**EXERCISE:** Each record that follows should be reproduced in full, character for character.

**WORKING DATA:**
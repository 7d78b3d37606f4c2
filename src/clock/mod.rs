// Clock module - TIME
// Wall-clock sources and bridge counter synchronisation

mod sync;
mod wall;

pub use sync::{ClockConfig, ClockState, ClockStats, ClockSync, Verdict};
pub use wall::{ManualClock, SystemClock, WallClock};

**EXERCISE RESULT:**
repository 7d78b3d37606f4c2
filename src/clock/mod.rs
// Clock module - TIME
// Wall-clock sources and bridge counter synchronisation

mod sync;
mod wall;

pub use sync::{ClockConfig, ClockState, ClockStats, ClockSync, Verdict};
pub use wall::{ManualClock, SystemClock, WallClock};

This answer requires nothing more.